Due mesi che, secondo i cittadini, sono invece già abbastanza per una bocciatura.

Con la stagione estiva, come detto, il tema più caldo, in tutti i sensi, è senza alcun dubbio quello dei voli notturni: nella lista nera dei cittadini ci sono 13 collegamenti che, tra partenze e arrivi, sfruttano gli slot della fascia oraria 24-6.

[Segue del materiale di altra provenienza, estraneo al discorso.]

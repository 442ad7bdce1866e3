//! The unit of execution handed to this core.

use std::collections::HashMap;

use crate::plan::StageEdge;
use crate::{Data, Readable};

/// One shard of a stage, as scheduled by the master.
///
/// The descriptor is supplied whole at executor construction and is immutable
/// for the attempt's lifetime; the readables are consumed into the executor's
/// source fetchers.
pub struct Task<D: Data> {
    /// Globally unique id of this task attempt.
    pub task_id: String,
    /// Shard index within the stage; addresses this task's slice of every
    /// incoming stage edge.
    pub task_index: usize,
    /// Stage edges feeding this task.
    pub incoming: Vec<StageEdge>,
    /// Stage edges leaving this task.
    pub outgoing: Vec<StageEdge>,
    /// Bounded sources for the plan's source vertices, keyed by vertex id.
    ///
    /// A readable must be present for exactly the source vertices of the
    /// task's DAG; any disagreement is a construction-time plan error.
    pub readables: HashMap<String, Box<dyn Readable<D>>>,
}
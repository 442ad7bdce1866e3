//! The units that flow through a task's element streams.

use serde::{Deserialize, Serialize};

/// An out-of-band event-time progress marker.
///
/// Watermarks travel in-band with data records but carry no payload of their
/// own, only a millisecond timestamp. Their propagation through the local
/// operator graph is an extension point and currently inert.
#[derive(Clone, Copy, Debug, PartialEq, Eq, PartialOrd, Ord, Hash, Serialize, Deserialize)]
pub struct Watermark(pub u64);

/// One unit pulled from an input channel or bounded source.
#[derive(Clone, Debug, PartialEq, Eq, Serialize, Deserialize)]
pub enum Element<D> {
    /// A data record to be pushed through the operator chain.
    Record(D),
    /// An event-time progress marker.
    Watermark(Watermark),
    /// End of stream. A well-behaved input produces this exactly once, after
    /// its last record, and must not be pulled again.
    Finish,
}

impl<D> Element<D> {
    /// True iff this element ends its stream.
    #[inline]
    pub fn is_finish(&self) -> bool {
        matches!(self, Element::Finish)
    }
}
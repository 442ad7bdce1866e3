//! Per-edge input channels from upstream task shards.

use crate::{Element, FetchError};

/// The consuming end of one incoming stage edge.
///
/// A reader yields the slice of the edge addressed to its task shard. Byte
/// counters settle once the stream has finished; before that they may be
/// absent, and a transport that does not account for one of them may leave it
/// absent forever.
pub trait InputReader<D> {
    /// Id of the IR vertex on the producing side of the edge.
    fn source_vertex_id(&self) -> &str;

    /// Pulls the next element off the channel.
    fn fetch(&mut self) -> Result<Element<D>, FetchError>;

    /// Total serialized bytes moved over the edge, where accounted.
    fn serialized_bytes(&self) -> Option<u64>;

    /// Total encoded bytes moved over the edge, where accounted.
    fn encoded_bytes(&self) -> Option<u64>;
}
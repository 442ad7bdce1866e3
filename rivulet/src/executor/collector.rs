//! Emit-side dispatch: the collector view handed to a vertex while it is
//! being delivered to.

use tracing::trace;

use crate::error::ExecutionError;
use crate::executor::harness::Fanout;
use crate::executor::Core;
use crate::transform::{OutputCollector, TransformContext};
use crate::{Data, OutputWriter, Watermark};

/// A vertex's own routing joined with mutable access to the rest of the
/// graph.
///
/// The view exists only for the duration of one delivery: the owning harness
/// is taken out of the arena, its disjoint fields are borrowed here, and
/// recursive deliveries into children go back through `core`. Emission is
/// infallible from the transform's point of view; channel faults are parked
/// on the core and re-raised by the executor once the delivery unwinds.
pub(crate) struct CollectorView<'a, D: Data> {
    pub(crate) core: &'a mut Core<D>,
    pub(crate) vertex_id: &'a str,
    pub(crate) routing: &'a mut Fanout<D>,
    pub(crate) diverts: bool,
    pub(crate) context: &'a mut TransformContext<D>,
}

impl<D: Data> OutputCollector<D> for CollectorView<'_, D> {
    fn emit(&mut self, record: D) {
        if self.diverts {
            self.divert(record);
            return;
        }
        let CollectorView { core, vertex_id, routing, .. } = self;
        fan_out(core, vertex_id, &routing.main_children, &mut routing.main_writers, record);
    }

    fn emit_tagged(&mut self, tag: &str, record: D) {
        if self.diverts {
            self.divert(record);
            return;
        }
        let CollectorView { core, vertex_id, routing, .. } = self;
        let children: &[usize] = routing.tagged_children.get(tag).map(Vec::as_slice).unwrap_or(&[]);
        if let Some(writers) = routing.tagged_writers.get_mut(tag) {
            fan_out(core, vertex_id, children, writers, record);
        } else if !children.is_empty() {
            fan_out(core, vertex_id, children, &mut [], record);
        } else {
            // Side outputs are optional consumers; an unclaimed tag is a no-op.
            trace!(vertex = %vertex_id, tag, "dropping record emitted on an unclaimed tag");
        }
    }

    fn emit_watermark(&mut self, watermark: Watermark) {
        // Reserved extension point: watermarks are accepted here but not yet
        // propagated through the local graph.
        trace!(vertex = %self.vertex_id, watermark = watermark.0, "watermark reached collector");
    }
}

impl<D: Data> CollectorView<'_, D> {
    /// Serializes the record into the harness context for the master and
    /// flags the task to finish on hold.
    fn divert(&mut self, record: D) {
        match serde_json::to_string(&record) {
            Ok(data) => {
                self.context.set_serialized_data(data);
                self.core.hold_vertex(self.vertex_id);
            }
            Err(source) => self.core.record_failure(ExecutionError::Serialize {
                vertex: self.vertex_id.to_owned(),
                source,
            }),
        }
    }
}

/// Fans one record out to internal consumers, then external writers, in
/// registration order. Every consumer but the last gets a clone; the last
/// takes the record itself.
fn fan_out<D: Data>(
    core: &mut Core<D>,
    vertex_id: &str,
    children: &[usize],
    writers: &mut [Box<dyn OutputWriter<D>>],
    record: D,
) {
    match writers.split_last_mut() {
        Some((last, rest)) => {
            for &child in children {
                core.deliver(child, record.clone());
            }
            for writer in rest.iter_mut() {
                write_record(core, vertex_id, writer.as_mut(), record.clone());
            }
            write_record(core, vertex_id, last.as_mut(), record);
        }
        None => {
            if let Some((&last, rest)) = children.split_last() {
                for &child in rest {
                    core.deliver(child, record.clone());
                }
                core.deliver(last, record);
            }
        }
    }
}

fn write_record<D: Data>(
    core: &mut Core<D>,
    vertex_id: &str,
    writer: &mut dyn OutputWriter<D>,
    record: D,
) {
    // Once a fault is parked, stop pushing bytes at the failing run.
    if core.failure_pending() {
        return;
    }
    if let Err(source) = writer.write(record) {
        core.record_failure(ExecutionError::Write { vertex: vertex_id.to_owned(), source });
    }
}
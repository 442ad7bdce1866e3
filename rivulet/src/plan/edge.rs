//! Edges inside the local DAG and across stage boundaries.

use serde::{Deserialize, Serialize};

/// An intra-task edge between two IR vertices.
#[derive(Clone, Debug, PartialEq, Eq, Serialize, Deserialize)]
pub struct IrEdge {
    /// Source vertex id.
    pub src: String,
    /// Destination vertex id.
    pub dst: String,
    /// Names the side output this edge consumes; `None` is the main output.
    pub output_tag: Option<String>,
}

impl IrEdge {
    /// A main-output edge between two vertices.
    pub fn main(src: impl Into<String>, dst: impl Into<String>) -> Self {
        IrEdge { src: src.into(), dst: dst.into(), output_tag: None }
    }

    /// A tagged side-output edge between two vertices.
    pub fn tagged(src: impl Into<String>, dst: impl Into<String>, tag: impl Into<String>) -> Self {
        IrEdge { src: src.into(), dst: dst.into(), output_tag: Some(tag.into()) }
    }
}

/// A data edge crossing a task boundary in the physical plan.
///
/// Stage edges are how this task reaches the shards of neighbouring stages.
/// An edge carrying a `broadcast_id` moves a broadcast variable rather than
/// stream data, and is consumed through the broadcast registry instead of the
/// fetch loop.
#[derive(Clone, Debug, PartialEq, Eq, Serialize, Deserialize)]
pub struct StageEdge {
    /// Unique edge id within the physical plan.
    pub id: String,
    /// IR vertex on the producing side.
    pub src_vertex: String,
    /// IR vertex on the consuming side.
    pub dst_vertex: String,
    /// Names the side output this edge consumes; `None` is the main output.
    pub output_tag: Option<String>,
    /// Set when the edge carries a broadcast variable.
    pub broadcast_id: Option<String>,
}

impl StageEdge {
    /// A main-output stage edge.
    pub fn new(id: impl Into<String>, src_vertex: impl Into<String>, dst_vertex: impl Into<String>) -> Self {
        StageEdge {
            id: id.into(),
            src_vertex: src_vertex.into(),
            dst_vertex: dst_vertex.into(),
            output_tag: None,
            broadcast_id: None,
        }
    }

    /// Marks this edge as consuming the named side output.
    pub fn with_output_tag(mut self, tag: impl Into<String>) -> Self {
        self.output_tag = Some(tag.into());
        self
    }

    /// Marks this edge as carrying the named broadcast variable.
    pub fn with_broadcast_id(mut self, id: impl Into<String>) -> Self {
        self.broadcast_id = Some(id.into());
        self
    }
}
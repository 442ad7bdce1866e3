//! Fault taxonomy of the execution core.
//!
//! Plan violations are programmer errors and abort the task before it runs;
//! execution faults are classified by the executor into the retry/failure
//! states it reports to the master. The transient and recoverable per-fetch
//! faults live with the channel contracts in
//! [`rivulet_communication::FetchError`].

use std::io;

use thiserror::Error;

/// A construction-time violation of the plan or harness invariants.
///
/// These are fatal: the task aborts without executing.
#[derive(Debug, Error)]
pub enum PlanError {
    /// A vertex id appears more than once in the DAG.
    #[error("duplicate vertex id {0}")]
    DuplicateVertex(String),

    /// An intra-task edge references a vertex the DAG does not contain.
    #[error("edge references unknown vertex {0}")]
    UnknownVertex(String),

    /// The stated vertex order is not topological.
    #[error("edge {src} -> {dst} contradicts the stated topological order")]
    NotTopological {
        /// Source vertex of the offending edge.
        src: String,
        /// Destination vertex of the offending edge.
        dst: String,
    },

    /// A source vertex has no readable, or a readable names a vertex that is
    /// not a source.
    #[error("vertex {0} and the task's readables disagree about being a source")]
    SourceReadableMismatch(String),

    /// A stage edge does not connect to any vertex of this task's DAG.
    #[error("stage edge {0} does not connect to this task's DAG")]
    DanglingStageEdge(String),

    /// Elements would be pushed into a vertex that cannot consume them.
    #[error("vertex {0} cannot consume pushed elements; an operator is required")]
    NotAnOperator(String),
}

/// An unrecoverable fault raised while a task attempt is running.
///
/// Any of these surfacing from `execute` moves the task to the failed state;
/// recovery from that point is the master's business, not this core's.
#[derive(Debug, Error)]
pub enum ExecutionError {
    /// The executor was cancelled while parked between polls.
    #[error("cancelled while waiting for input")]
    Interrupted,

    /// An output writer failed while a record was being written.
    #[error("output writer failed on vertex {vertex}")]
    Write {
        /// Vertex whose external writer failed.
        vertex: String,
        /// The underlying channel fault.
        #[source]
        source: io::Error,
    },

    /// An output writer failed while being closed.
    #[error("output writer failed to close on vertex {vertex}")]
    Close {
        /// Vertex whose external writer failed.
        vertex: String,
        /// The underlying channel fault.
        #[source]
        source: io::Error,
    },

    /// A payload bound for the master could not be serialized.
    #[error("could not serialize collected data of vertex {vertex}")]
    Serialize {
        /// Vertex whose collected payload was rejected.
        vertex: String,
        /// The underlying serializer fault.
        #[source]
        source: serde_json::Error,
    },
}
//! User logic run inside operator vertices, and the collector it emits
//! through.

use std::any::Any;
use std::sync::Arc;

use crate::master::BroadcastWorker;
use crate::{Data, Watermark};

/// The push sink a vertex uses to reach its downstream consumers.
///
/// Emitting is synchronous: internal consumers are run to completion on the
/// caller's stack before `emit` returns, so per-element order is preserved
/// through the whole local graph. Collectors must not block beyond the
/// backpressure a downstream writer exerts.
pub trait OutputCollector<D: Data> {
    /// Emits one record on the main output.
    fn emit(&mut self, record: D);

    /// Emits one record on the named side output.
    ///
    /// A tag nobody consumes drops the record silently; side outputs are
    /// optional consumers, not obligations.
    fn emit_tagged(&mut self, tag: &str, record: D);

    /// Forwards a watermark.
    ///
    /// Watermark propagation through the local graph is an extension point;
    /// no current collector gives it semantics.
    fn emit_watermark(&mut self, watermark: Watermark);
}

/// Per-vertex state handed to a transform across its lifecycle.
pub struct TransformContext<D: Data> {
    broadcast: Arc<dyn BroadcastWorker<D>>,
    serialized_data: Option<String>,
}

impl<D: Data> TransformContext<D> {
    pub(crate) fn new(broadcast: Arc<dyn BroadcastWorker<D>>) -> Self {
        TransformContext { broadcast, serialized_data: None }
    }

    /// Resolves a broadcast variable by id, once some task has materialized
    /// it with the process-wide broadcast worker.
    pub fn broadcast_variable(&self, id: &str) -> Option<Arc<dyn Any + Send + Sync>> {
        self.broadcast.variable(id)
    }

    /// Replaces the pending serialized payload bound for the master.
    pub(crate) fn set_serialized_data(&mut self, data: String) {
        self.serialized_data = Some(data);
    }

    /// Takes the pending serialized payload, leaving the slot empty.
    pub(crate) fn take_serialized_data(&mut self) -> Option<String> {
        self.serialized_data.take()
    }
}

/// The lifecycle of user logic inside an operator vertex.
///
/// `prepare` runs once before any element arrives, `on_data` once per record
/// pushed into the vertex, and `close` once at end-of-input. `close` may
/// still emit: downstream transforms are guaranteed to be open when an
/// upstream one closes.
pub trait Transform<D: Data> {
    /// Called once, before any element is processed.
    fn prepare(&mut self, context: &mut TransformContext<D>);

    /// Called for every record pushed into this vertex.
    fn on_data(&mut self, record: D, out: &mut dyn OutputCollector<D>);

    /// Called once at end-of-input.
    fn close(&mut self, out: &mut dyn OutputCollector<D>);

    /// True for transforms whose aggregated output is diverted to the master
    /// to drive a replanning decision instead of flowing downstream. A task
    /// containing such a vertex finishes on hold rather than complete.
    fn is_metric_aggregator(&self) -> bool {
        false
    }
}
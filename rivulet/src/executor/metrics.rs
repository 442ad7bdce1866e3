//! Cumulative per-task counters reported to the master.

use std::time::Duration;

/// Counters folded in as inputs finish and writers close.
///
/// Byte counters only grow by contributions from channels that account for
/// them; a task whose channels report nothing reports zero, not absence.
/// Folds are saturating, so a misbehaving channel cannot wrap a counter.
#[derive(Clone, Debug, Default, PartialEq, Eq)]
pub(crate) struct TaskMetrics {
    /// Total time the task's source fetchers spent inside bounded reads.
    pub(crate) bounded_source_read_time: Duration,
    /// Total serialized bytes pulled over finished incoming stage edges.
    pub(crate) serialized_read_bytes: u64,
    /// Total encoded bytes pulled over finished incoming stage edges.
    pub(crate) encoded_read_bytes: u64,
    /// Total bytes written by closed external writers.
    pub(crate) written_bytes: u64,
}
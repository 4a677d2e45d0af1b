use common::{GameMode, SessionCommand};

/// Maps one line typed on stdin to a session command.
///
/// An empty line behaves like the space bar: start when idle, pause otherwise.
pub fn parse_command(line: &str) -> Result<SessionCommand, String> {
    let line = line.trim().to_ascii_lowercase();
    let mut parts = line.split_whitespace();
    let Some(word) = parts.next() else {
        return Ok(SessionCommand::StartOrPause);
    };

    let command = match word {
        "w" | "up" => SessionCommand::SetDirection { x: 0, y: -1 },
        "s" | "down" => SessionCommand::SetDirection { x: 0, y: 1 },
        "a" | "left" => SessionCommand::SetDirection { x: -1, y: 0 },
        "d" | "right" => SessionCommand::SetDirection { x: 1, y: 0 },
        "p" | "pause" => SessionCommand::TogglePause,
        "r" | "reset" => SessionCommand::Reset,
        "start" => SessionCommand::Start,
        "q" | "quit" | "exit" => SessionCommand::Shutdown,
        "mode" => {
            let Some(mode) = parts.next() else {
                return Err("Usage: mode <human|ai|vs>".to_string());
            };
            SessionCommand::SetMode(mode.parse::<GameMode>()?)
        }
        other => return Err(format!("Unknown command '{}'", other)),
    };

    if parts.next().is_some() {
        return Err(format!("Unexpected arguments after '{}'", word));
    }
    Ok(command)
}

pub const HELP: &str = "Controls: w/a/s/d (or up/down/left/right) to steer, <enter> start/pause, \
p pause, r reset, start, mode <human|ai|vs>, q quit";

#[cfg(test)]
mod tests {
    use super::*;

    #[test]
    fn test_direction_words() {
        assert_eq!(parse_command("w").unwrap(), SessionCommand::SetDirection { x: 0, y: -1 });
        assert_eq!(parse_command("DOWN").unwrap(), SessionCommand::SetDirection { x: 0, y: 1 });
        assert_eq!(parse_command(" a ").unwrap(), SessionCommand::SetDirection { x: -1, y: 0 });
        assert_eq!(parse_command("right").unwrap(), SessionCommand::SetDirection { x: 1, y: 0 });
    }

    #[test]
    fn test_empty_line_starts_or_pauses() {
        assert_eq!(parse_command("").unwrap(), SessionCommand::StartOrPause);
        assert_eq!(parse_command("   ").unwrap(), SessionCommand::StartOrPause);
    }

    #[test]
    fn test_mode_command() {
        assert_eq!(parse_command("mode vs").unwrap(), SessionCommand::SetMode(GameMode::Versus));
        assert_eq!(parse_command("mode AI").unwrap(), SessionCommand::SetMode(GameMode::Ai));
        assert!(parse_command("mode").is_err());
        assert!(parse_command("mode robots").is_err());
    }

    #[test]
    fn test_controls() {
        assert_eq!(parse_command("p").unwrap(), SessionCommand::TogglePause);
        assert_eq!(parse_command("r").unwrap(), SessionCommand::Reset);
        assert_eq!(parse_command("start").unwrap(), SessionCommand::Start);
        assert_eq!(parse_command("q").unwrap(), SessionCommand::Shutdown);
    }

    #[test]
    fn test_rejects_garbage() {
        assert!(parse_command("jump").is_err());
        assert!(parse_command("w now").is_err());
    }
}
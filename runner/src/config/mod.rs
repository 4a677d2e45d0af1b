mod config;
mod display_config;

pub use config::{get_config_manager, Config};
pub use display_config::DisplayConfig;
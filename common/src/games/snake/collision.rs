use std::cmp::Ordering;

use super::entity::Snake;
use super::grid::Grid;
use super::types::{DeathReason, Winner};

#[derive(Clone, Copy, Debug, PartialEq, Eq)]
pub struct Collision {
    pub winner: Option<Winner>,
    pub reason: DeathReason,
}

/// Wall or self hit for a single snake, using its post-move head.
pub fn check_wall_or_self(snake: &Snake, grid: &Grid) -> Option<DeathReason> {
    let head = snake.head();
    if !grid.in_bounds(head) {
        return Some(DeathReason::WallCollision);
    }
    if snake.tail_segments().any(|segment| *segment == head) {
        return Some(DeathReason::SelfCollision);
    }
    None
}

fn head_on_body(attacker: &Snake, target: &Snake) -> bool {
    let head = attacker.head();
    target.tail_segments().any(|segment| *segment == head)
}

/// Resolves every fatal outcome of one tick, in a fixed order.
///
/// Own wall/self hits come first (player, then opponent), then a head landing on
/// the other body, then a head-to-head meeting decided by length.
pub fn resolve(player: &Snake, opponent: Option<&Snake>, grid: &Grid) -> Option<Collision> {
    let Some(opponent) = opponent else {
        return check_wall_or_self(player, grid).map(|reason| Collision {
            winner: None,
            reason,
        });
    };

    if let Some(reason) = check_wall_or_self(player, grid) {
        return Some(Collision {
            winner: Some(Winner::Ai),
            reason,
        });
    }
    if let Some(reason) = check_wall_or_self(opponent, grid) {
        return Some(Collision {
            winner: Some(Winner::Player),
            reason,
        });
    }

    if head_on_body(player, opponent) {
        return Some(Collision {
            winner: Some(Winner::Ai),
            reason: DeathReason::OtherSnakeCollision,
        });
    }
    if head_on_body(opponent, player) {
        return Some(Collision {
            winner: Some(Winner::Player),
            reason: DeathReason::OtherSnakeCollision,
        });
    }

    if player.head() == opponent.head() {
        let winner = match player.len().cmp(&opponent.len()) {
            Ordering::Greater => Winner::Player,
            Ordering::Less => Winner::Ai,
            Ordering::Equal => Winner::Tie,
        };
        return Some(Collision {
            winner: Some(winner),
            reason: DeathReason::HeadToHead,
        });
    }

    None
}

Al tavolo dei sindaci dell’hinterland aeroportuale dell’11 maggio scorso il presidente Bruni aveva dato la propria disponibilità a una trattativa sul fronte dei voli charter, impegno che conferma: “Per quanto possibile stiamo cercando di tenere questo tipo di collegamenti fuori dall’orario notturno, anche se non abbiamo moltissimi margini d’azione – spiega – Nel frattempo Dhl sta trasferendo parte della sua attività a Malpensa, con conseguente riduzione del traffico courier da Orio al Serio”.

Sempre in tema voli notturni, durante un’altra riunione del tavolo dei sindaci datata ottobre 2017, il presidente Bruni aveva annunciato, tra gli obiettivi del proprio mandato, quello di fermarli entro il 2020: nessuna promessa, nessuna garanzia, ma la chiara volontà di affrontare la questione ragionando sulla sua fattibilità.

“Sicuramente è un obiettivo che ci siamo posti ma la sua realizzazione è ancora tutta da verificare – conclude Bruni – Lo stop ai voli notturni dipende moltissimo dal tema delle possibili alleanze, a ovest con Milano o a est con Montichiari. Sgravare il nostro traffico su altri scali al momento pare l’unica possibilità”.